The FDA signed off on Merck’s Recarbrio, which adds a new infection-fighter, relebactam, to a previously approved combo of cilastatin and imipenem. The three-ingredient combo med has a green light to tackle infections in adults caused by specific gram-negative bacteria.

Merck's newest nod comes on the heels of a Zerbaxa label expansion last month. The FDA added certain types of pneumonia to Zerbaxa's list of approvals in complicated UTIs and abdominal infections. The label boost gives Zerbaxa, acquired in Merck's $8.5 billion Cubist buyout, a chance to make up for early sales shortfalls.

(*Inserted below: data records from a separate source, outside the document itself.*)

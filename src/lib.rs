//! Hospital proximity search and opening-hours evaluation.
//!
//! The core (`geo`, `hours`, `nearby`) is pure and stateless. `catalog`
//! builds `HospitalRecord`s from JSON or the built-in sample set, and
//! `server` exposes everything over HTTP.

pub mod catalog;
pub mod detail;
pub mod geo;
pub mod hospital;
pub mod hours;
pub mod nearby;
pub mod server;

pub use catalog::{Catalog, CatalogError};
pub use detail::HospitalDetail;
pub use geo::{distance_km, GeoPoint};
pub use hospital::HospitalRecord;
pub use hours::{is_open, next_open, today_hours, OpeningHours, ScheduleError, WeeklySchedule};
pub use nearby::{find_nearby, NearbyQuery, ProximityResult};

Zerbaxa's marketing struggles show one reason why so many drugmakers are abandoning anti-infective research, even at a time when the need for new meds is so great. Speaking with FiercePharma earlier this summer, Merck’s associate vice president in infectious disease clinical research Dr. Joan Butterton said antibacterial resistance is “one of the great public health challenges of the modern era.”

Recarbrio itself illustrates that challenge; it was developed to address imipenem's waning effectiveness. Adding relebactam to the mix restores bacteria's susceptibility to imipenem, a spokeswoman said. Imipenem and cilastatin have been approved in combo for decades as Primaxin.

And Recarbrio is intended to be used almost as a last resort, which naturally limits its market and sales potential. The FDA’s director for the Office of Antimicrobial Products said it’s important the drug “be reserved for situations when there are limited or no alternative antibacterial drugs for treating a patient’s infection.”

Butterton said she’d been working on Recarbrio since 2009, and Merck itself has been in the anti-infectives development field for 80 years.

Recarbrio scored a Qualified Infectious Disease Product designation, a program at the agency intended to help usher antibacterial and antifungal drugs to market.

RELATED: Years after Cubist buyout, Merck scores a new Zerbaxa indication. Can it jump-start sales?

Scientists must keep making new antibacterials to stay out ahead of antimicrobial resistance, Butterton said, but existing payment systems for the drugs are flawed. Many companies haven’t seen a return on their investment in antibacterial R&D and have gone bankrupt.

To address that issue, Butterton cited a “delinkage” model being explored in the U.K. as a possible solution. The model offers annual lump-sum payments to drugmakers for antibacterials, rather than prescription-by-prescription payments. Then, the government can use as much or as little drug as needed. The model is similar to “subscription” purchasing systems that U.S. states have negotiated with hep C drugmakers for access to their therapies.